What the task requires>
Show all lines from the data that include the word "logging".

Provided records>

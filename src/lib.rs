//! # Spatia - Scene Graph Core for Browser 3D
//!
//! Spatia is the CPU side of a real-time 3D engine: the math, transforms and
//! scene graph that decide what gets drawn and with which matrices. GPU
//! resource binding and draw submission sit behind the [`core::Renderer`]
//! trait.
//!
//! ## Features
//!
//! - **Math**: Vectors, points, planes, 3x3/4x4 matrices, quaternions, bounding spheres
//! - **Scene**: Arena scene graph with hierarchical transforms, bounds and plane culling
//! - **Controllers**: Time-driven controllers, keyframe animation
//! - **Core**: Frame clock and an engine loop feeding a renderer
//!
//! ## Example
//!
//! ```
//! use spatia::prelude::*;
//!
//! struct Count(usize);
//!
//! impl Renderer for Count {
//!     fn draw(&mut self, _item: &DrawItem) {
//!         self.0 += 1;
//!     }
//! }
//!
//! let mut engine = Engine::new();
//! let root = engine.scene.create_node("root");
//! let mesh = engine.scene.create_leaf("mesh", Bound::new(Point3::ORIGIN, 1.0));
//! engine.scene.attach_child(root, mesh).unwrap();
//!
//! let mut renderer = Count(0);
//! engine.render_frame_at(0.0, &mut renderer).unwrap();
//! assert_eq!(renderer.0, 1);
//! ```

#![warn(missing_docs)]

#[cfg(feature = "web")]
use wasm_bindgen::prelude::*;

pub mod core;
pub mod logging;
pub mod math;
pub mod scene;

// Re-export commonly used types
pub mod prelude {
    //! Convenient re-exports of commonly used types.

    pub use crate::core::*;
    pub use crate::logging::*;
    pub use crate::math::*;
    pub use crate::scene::*;
}

/// Initialize the crate for WASM environments.
/// Sets up panic hooks for better error messages in the browser console.
#[cfg(feature = "web")]
#[wasm_bindgen(start)]
pub fn init() {
    console_error_panic_hook::set_once();
    logging::init_logging(&logging::LoggingConfig::default());
}

/// Crate version string.
pub const VERSION: &str = env!("CARGO_PKG_VERSION");

/// Crate name.
pub const NAME: &str = "Spatia";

Expected output>
pub mod logging;
    pub use crate::logging::*;
    logging::init_logging(&logging::LoggingConfig::default());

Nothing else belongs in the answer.